[Stored entries]
________________________________________
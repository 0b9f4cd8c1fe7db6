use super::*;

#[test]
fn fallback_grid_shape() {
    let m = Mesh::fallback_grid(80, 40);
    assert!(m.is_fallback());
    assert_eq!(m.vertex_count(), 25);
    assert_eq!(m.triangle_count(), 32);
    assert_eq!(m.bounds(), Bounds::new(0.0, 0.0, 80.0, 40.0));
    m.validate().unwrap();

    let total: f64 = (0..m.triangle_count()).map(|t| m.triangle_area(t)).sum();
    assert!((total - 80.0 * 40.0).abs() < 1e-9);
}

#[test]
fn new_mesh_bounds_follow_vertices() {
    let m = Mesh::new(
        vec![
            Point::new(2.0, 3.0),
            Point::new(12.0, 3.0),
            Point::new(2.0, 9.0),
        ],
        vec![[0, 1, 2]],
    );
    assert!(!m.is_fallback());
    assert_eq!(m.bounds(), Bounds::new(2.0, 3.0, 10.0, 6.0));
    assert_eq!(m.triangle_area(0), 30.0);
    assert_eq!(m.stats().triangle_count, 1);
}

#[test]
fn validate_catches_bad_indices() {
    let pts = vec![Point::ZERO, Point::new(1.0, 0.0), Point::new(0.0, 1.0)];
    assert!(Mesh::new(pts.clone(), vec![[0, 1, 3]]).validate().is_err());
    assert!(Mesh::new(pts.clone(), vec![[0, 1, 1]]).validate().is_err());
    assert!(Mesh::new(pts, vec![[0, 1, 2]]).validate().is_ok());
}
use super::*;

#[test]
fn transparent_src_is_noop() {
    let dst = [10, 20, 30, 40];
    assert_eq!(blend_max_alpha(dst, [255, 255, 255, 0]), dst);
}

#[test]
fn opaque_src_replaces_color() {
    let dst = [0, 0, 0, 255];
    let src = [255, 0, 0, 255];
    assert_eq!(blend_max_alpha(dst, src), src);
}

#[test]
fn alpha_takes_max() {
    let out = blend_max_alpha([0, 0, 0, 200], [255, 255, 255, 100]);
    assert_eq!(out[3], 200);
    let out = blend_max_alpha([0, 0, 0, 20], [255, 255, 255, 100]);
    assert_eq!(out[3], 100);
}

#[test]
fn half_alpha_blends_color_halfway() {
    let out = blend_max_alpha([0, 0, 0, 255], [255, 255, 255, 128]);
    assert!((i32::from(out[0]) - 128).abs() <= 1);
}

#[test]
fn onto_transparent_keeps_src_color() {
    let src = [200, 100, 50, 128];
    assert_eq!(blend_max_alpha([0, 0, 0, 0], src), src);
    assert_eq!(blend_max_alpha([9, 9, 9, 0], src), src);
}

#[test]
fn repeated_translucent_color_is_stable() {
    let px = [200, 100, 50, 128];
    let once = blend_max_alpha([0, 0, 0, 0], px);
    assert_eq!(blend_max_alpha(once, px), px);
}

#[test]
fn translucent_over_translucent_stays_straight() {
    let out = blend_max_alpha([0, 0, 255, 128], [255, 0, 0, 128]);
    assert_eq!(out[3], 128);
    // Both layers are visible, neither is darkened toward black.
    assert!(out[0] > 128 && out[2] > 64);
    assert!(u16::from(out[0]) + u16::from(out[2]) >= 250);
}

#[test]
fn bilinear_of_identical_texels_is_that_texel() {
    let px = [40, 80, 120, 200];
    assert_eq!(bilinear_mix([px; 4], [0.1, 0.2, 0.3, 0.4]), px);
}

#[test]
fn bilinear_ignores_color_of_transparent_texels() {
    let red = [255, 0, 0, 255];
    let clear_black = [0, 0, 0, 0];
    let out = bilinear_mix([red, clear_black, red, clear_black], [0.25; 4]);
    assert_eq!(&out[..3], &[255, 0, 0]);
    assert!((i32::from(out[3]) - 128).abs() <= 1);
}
________________________________________
For this exercise, retype each entry from above exactly as it stands.

Your solution -
repository 0b9f4cd8c1fe7db6
use super::*;

#[test]
fn fallback_grid_shape() {
    let m = Mesh::fallback_grid(80, 40);
    assert!(m.is_fallback());
    assert_eq!(m.vertex_count(), 25);
    assert_eq!(m.triangle_count(), 32);
    assert_eq!(m.bounds(), Bounds::new(0.0, 0.0, 80.0, 40.0));
    m.validate().unwrap();

    let total: f64 = (0..m.triangle_count()).map(|t| m.triangle_area(t)).sum();
    assert!((total - 80.0 * 40.0).abs() < 1e-9);
}

#[test]
fn new_mesh_bounds_follow_vertices() {
    let m = Mesh::new(
        vec![
            Point::new(2.0, 3.0),
            Point::new(12.0, 3.0),
            Point::new(2.0, 9.0),
        ],
        vec![[0, 1, 2]],
    );
    assert!(!m.is_fallback());
    assert_eq!(m.bounds(), Bounds::new(2.0, 3.0, 10.0, 6.0));
    assert_eq!(m.triangle_area(0), 30.0);
    assert_eq!(m.stats().triangle_count, 1);
}

#[test]
fn validate_catches_bad_indices() {
    let pts = vec![Point::ZERO, Point::new(1.0, 0.0), Point::new(0.0, 1.0)];
    assert!(Mesh::new(pts.clone(), vec![[0, 1, 3]]).validate().is_err());
    assert!(Mesh::new(pts.clone(), vec![[0, 1, 1]]).validate().is_err());
    assert!(Mesh::new(pts, vec![[0, 1, 2]]).validate().is_ok());
}
use super::*;

#[test]
fn transparent_src_is_noop() {
    let dst = [10, 20, 30, 40];
    assert_eq!(blend_max_alpha(dst, [255, 255, 255, 0]), dst);
}

#[test]
fn opaque_src_replaces_color() {
    let dst = [0, 0, 0, 255];
    let src = [255, 0, 0, 255];
    assert_eq!(blend_max_alpha(dst, src), src);
}

#[test]
fn alpha_takes_max() {
    let out = blend_max_alpha([0, 0, 0, 200], [255, 255, 255, 100]);
    assert_eq!(out[3], 200);
    let out = blend_max_alpha([0, 0, 0, 20], [255, 255, 255, 100]);
    assert_eq!(out[3], 100);
}

#[test]
fn half_alpha_blends_color_halfway() {
    let out = blend_max_alpha([0, 0, 0, 255], [255, 255, 255, 128]);
    assert!((i32::from(out[0]) - 128).abs() <= 1);
}

#[test]
fn onto_transparent_keeps_src_color() {
    let src = [200, 100, 50, 128];
    assert_eq!(blend_max_alpha([0, 0, 0, 0], src), src);
    assert_eq!(blend_max_alpha([9, 9, 9, 0], src), src);
}

#[test]
fn repeated_translucent_color_is_stable() {
    let px = [200, 100, 50, 128];
    let once = blend_max_alpha([0, 0, 0, 0], px);
    assert_eq!(blend_max_alpha(once, px), px);
}

#[test]
fn translucent_over_translucent_stays_straight() {
    let out = blend_max_alpha([0, 0, 255, 128], [255, 0, 0, 128]);
    assert_eq!(out[3], 128);
    // Both layers are visible, neither is darkened toward black.
    assert!(out[0] > 128 && out[2] > 64);
    assert!(u16::from(out[0]) + u16::from(out[2]) >= 250);
}

#[test]
fn bilinear_of_identical_texels_is_that_texel() {
    let px = [40, 80, 120, 200];
    assert_eq!(bilinear_mix([px; 4], [0.1, 0.2, 0.3, 0.4]), px);
}

#[test]
fn bilinear_ignores_color_of_transparent_texels() {
    let red = [255, 0, 0, 255];
    let clear_black = [0, 0, 0, 0];
    let out = bilinear_mix([red, clear_black, red, clear_black], [0.25; 4]);
    assert_eq!(&out[..3], &[255, 0, 0]);
    assert!((i32::from(out[3]) - 128).abs() <= 1);
}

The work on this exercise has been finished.